Not that he was about to tell her that. There was no point in deliberately giving her --- or any other Prime --- a reason to kill a Beta.

Velder had been lucky to survive his first encounter with her. If he hadn't come by when he had, to separate the two of them, there was no telling what might have happened. That had been as close as he ever wanted to get to a Prime --- especially an amorous female.

True, it could be useful to have her around. As long as she directed her muscles to their survival. But if she ever decided that she didn't need them, or even want them around...

Well, he would have to keep that from happening. He'd have to make her see that she needed the two men. After all they had been on this planet before, she hadn't.

That wasn't the only problem, though. Any girl her age has her own set of problems.

They'd already had a taste of it in their first encounter.

He knew that many male Betas fantasized about being with a female Prime. For all he knew, Velder was one of them. But fantasy and reality were two completely different things. A Prime lost in the throes of her passions could easily crush a Beta in her arms without even noticing.
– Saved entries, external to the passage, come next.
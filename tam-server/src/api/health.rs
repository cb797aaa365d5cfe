//! Liveness endpoints

use axum::{extract::State, routing::get, Json, Router};
use chrono::Utc;
use serde::Serialize;

use crate::AppState;

#[derive(Debug, Serialize)]
pub struct HealthResponse {
    /// Service status ("ok")
    pub status: String,
    /// Module name ("tam-server")
    pub module: String,
    /// Crate version from Cargo.toml
    pub version: String,
    /// Seconds since service started
    pub uptime_seconds: u64,
}

/// GET /health
pub async fn health_check(State(state): State<AppState>) -> Json<HealthResponse> {
    let uptime = Utc::now().signed_duration_since(state.startup_time);

    Json(HealthResponse {
        status: "ok".to_string(),
        module: "tam-server".to_string(),
        version: env!("CARGO_PKG_VERSION").to_string(),
        uptime_seconds: uptime.num_seconds().max(0) as u64,
    })
}

/// GET /ping
pub async fn ping() -> Json<&'static str> {
    Json("pong!")
}

/// Build liveness routes
pub fn health_routes() -> Router<AppState> {
    Router::new()
        .route("/health", get(health_check))
        .route("/ping", get(ping))
        .route("/build_info", get(super::buildinfo::get_build_info))
}
//! Shared test fixtures: in-memory cloud and library collaborators

#![allow(dead_code)]

use async_trait::async_trait;
use axum::body::Body;
use axum::http::{Request, Response};
use serde_json::{Map, Value};
use std::collections::HashMap;
use std::path::{Component, Path, PathBuf};
use std::sync::{Arc, Mutex};
use tam_common::models::{Audiobook, AudiobookTrack, Song, Tonie, Track};
use tam_server::cloud::{CloudError, RemoteContent};
use tam_server::services::{LibraryError, LocalLibrary, Reconciler};
use tam_server::{build_router, AppState};

pub fn tonie(id: &str) -> Tonie {
    Tonie {
        id: id.to_string(),
        name: format!("Tonie {}", id),
        household_id: "household_1".to_string(),
        image_url: None,
    }
}

pub fn track(id: &str, title: &str) -> Track {
    Track {
        id: id.to_string(),
        title: title.to_string(),
        file: format!("file-{}", id),
        seconds: 60.0,
        transcoding: false,
        extra: Map::new(),
    }
}

pub fn audiobook(id: &str, folder: &Path, titles: &[&str]) -> Audiobook {
    Audiobook {
        id: id.to_string(),
        album: format!("Album {}", id),
        artist: Some("Narrator".to_string()),
        folder: folder.to_path_buf(),
        tracks: titles
            .iter()
            .enumerate()
            .map(|(i, title)| AudiobookTrack {
                title: title.to_string(),
                file: folder.join(format!("{:02}.mp3", i + 1)),
                track_number: Some(i as u32 + 1),
            })
            .collect(),
    }
}

pub fn song(id: &str, title: &str, file: &Path) -> Song {
    Song {
        id: id.to_string(),
        title: title.to_string(),
        artist: None,
        album: None,
        file: file.to_path_buf(),
        file_original: None,
    }
}

/// Cloud stand-in holding chapter lists in memory and recording mutations
#[derive(Default)]
pub struct MockCloud {
    pub tonies: Vec<Tonie>,
    pub chapters: Mutex<HashMap<String, Vec<Track>>>,
    /// Every `replace_track_list` call: (tonie id, submitted list)
    pub replaced: Mutex<Vec<(String, Vec<Track>)>>,
    /// Every `put_album_on_target` call: (tonie id, audiobook id)
    pub puts: Mutex<Vec<(String, String)>>,
    pub fail_replace: bool,
}

impl MockCloud {
    /// tonie_1 with [track_1, track_2] and tonie_2 with [track_3]
    pub fn standard() -> Self {
        let cloud = Self {
            tonies: vec![tonie("tonie_1"), tonie("tonie_2")],
            ..Self::default()
        };
        cloud.set_chapters(
            "tonie_1",
            vec![track("track_1", "Track 1"), track("track_2", "Track 2")],
        );
        cloud.set_chapters("tonie_2", vec![track("track_3", "Track 3")]);
        cloud
    }

    pub fn failing_replace() -> Self {
        Self {
            fail_replace: true,
            ..Self::standard()
        }
    }

    pub fn set_chapters(&self, tonie_id: &str, tracks: Vec<Track>) {
        self.chapters
            .lock()
            .unwrap()
            .insert(tonie_id.to_string(), tracks);
    }

    pub fn chapters_of(&self, tonie_id: &str) -> Vec<Track> {
        self.chapters
            .lock()
            .unwrap()
            .get(tonie_id)
            .cloned()
            .unwrap_or_default()
    }

    pub fn replace_calls(&self) -> Vec<(String, Vec<Track>)> {
        self.replaced.lock().unwrap().clone()
    }

    pub fn put_calls(&self) -> Vec<(String, String)> {
        self.puts.lock().unwrap().clone()
    }
}

#[async_trait]
impl RemoteContent for MockCloud {
    async fn list_targets(&self) -> Result<Vec<Tonie>, CloudError> {
        Ok(self.tonies.clone())
    }

    async fn fetch_track_list(&self, target: &Tonie) -> Result<Vec<Track>, CloudError> {
        self.chapters
            .lock()
            .unwrap()
            .get(&target.id)
            .cloned()
            .ok_or_else(|| CloudError::NotFound(target.id.clone()))
    }

    async fn replace_track_list(&self, target: &Tonie, tracks: &[Track]) -> Result<(), CloudError> {
        self.replaced
            .lock()
            .unwrap()
            .push((target.id.clone(), tracks.to_vec()));
        if self.fail_replace {
            return Err(CloudError::Api(500, "replace rejected".to_string()));
        }
        self.set_chapters(&target.id, tracks.to_vec());
        Ok(())
    }

    async fn put_album_on_target(
        &self,
        target: &Tonie,
        album: &Audiobook,
    ) -> Result<Vec<Track>, CloudError> {
        self.puts
            .lock()
            .unwrap()
            .push((target.id.clone(), album.id.clone()));

        let added: Vec<Track> = album
            .tracks
            .iter()
            .enumerate()
            .map(|(i, t)| {
                Track::from_upload(format!("{}-{}-{}", album.id, target.id, i), t.title.clone())
            })
            .collect();
        let mut chapters = self.chapters_of(&target.id);
        chapters.extend(added.iter().cloned());
        self.set_chapters(&target.id, chapters);
        Ok(added)
    }
}

/// Library stand-in with fixed listings rooted at `roots`
#[derive(Default)]
pub struct MockLibrary {
    pub audiobooks: Vec<Audiobook>,
    pub songs: Vec<Song>,
    pub roots: Vec<PathBuf>,
}

#[async_trait]
impl LocalLibrary for MockLibrary {
    async fn audiobooks(&self) -> Result<Vec<Audiobook>, LibraryError> {
        Ok(self.audiobooks.clone())
    }

    async fn songs(&self) -> Result<Vec<Song>, LibraryError> {
        Ok(self.songs.clone())
    }

    fn contains(&self, path: &Path) -> bool {
        !path.components().any(|c| matches!(c, Component::ParentDir))
            && self.roots.iter().any(|root| path.starts_with(root))
    }
}

pub fn setup_app(cloud: Arc<MockCloud>, library: Arc<MockLibrary>) -> axum::Router {
    build_router(AppState::new(Reconciler::new(cloud, library)))
}

pub fn get(uri: &str) -> Request<Body> {
    Request::builder()
        .method("GET")
        .uri(uri)
        .body(Body::empty())
        .unwrap()
}

pub fn post_json(uri: &str, body: Value) -> Request<Body> {
    Request::builder()
        .method("POST")
        .uri(uri)
        .header("content-type", "application/json")
        .body(Body::from(body.to_string()))
        .unwrap()
}

pub async fn extract_json(response: Response<Body>) -> Value {
    let bytes = axum::body::to_bytes(response.into_body(), usize::MAX)
        .await
        .expect("Should read body");
    serde_json::from_slice(&bytes).expect("Should parse JSON")
}
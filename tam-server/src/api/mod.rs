//! HTTP API handlers for tam-server

pub mod buildinfo;
pub mod health;
pub mod library;
pub mod tonies;
pub mod upload;

pub use health::health_routes;
pub use library::library_routes;
pub use tonies::tonie_routes;
pub use upload::upload_routes;
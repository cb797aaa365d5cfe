//! Build information endpoint

use axum::response::Json;
use serde::Serialize;

#[derive(Debug, Serialize)]
pub struct BuildInfo {
    pub version: String,
    pub git_hash: String,
    pub build_timestamp: String,
    pub build_profile: String,
}

/// GET /build_info
pub async fn get_build_info() -> Json<BuildInfo> {
    Json(BuildInfo {
        version: env!("CARGO_PKG_VERSION").to_string(),
        git_hash: env!("GIT_HASH").to_string(),
        build_timestamp: env!("BUILD_TIMESTAMP").to_string(),
        build_profile: env!("BUILD_PROFILE").to_string(),
    })
}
It had taken all of their combined strength to pry Velder out of her embrace, and she had been wearing gold around her throat. Without the gold... He didn't even want to think about that.

She was attractive and her body looked deceptively soft --- the stuff that fantasies were made off --- but he knew that her body was far from soft. What chance would a Beta have against somebody who could tear her way through the Vendorian steel of the lifeboat's hull? That was something that he did not want to experience first-hand.

At the same time, she was a young girl, stranded on this planet. It would be up to the two adults to take care of her.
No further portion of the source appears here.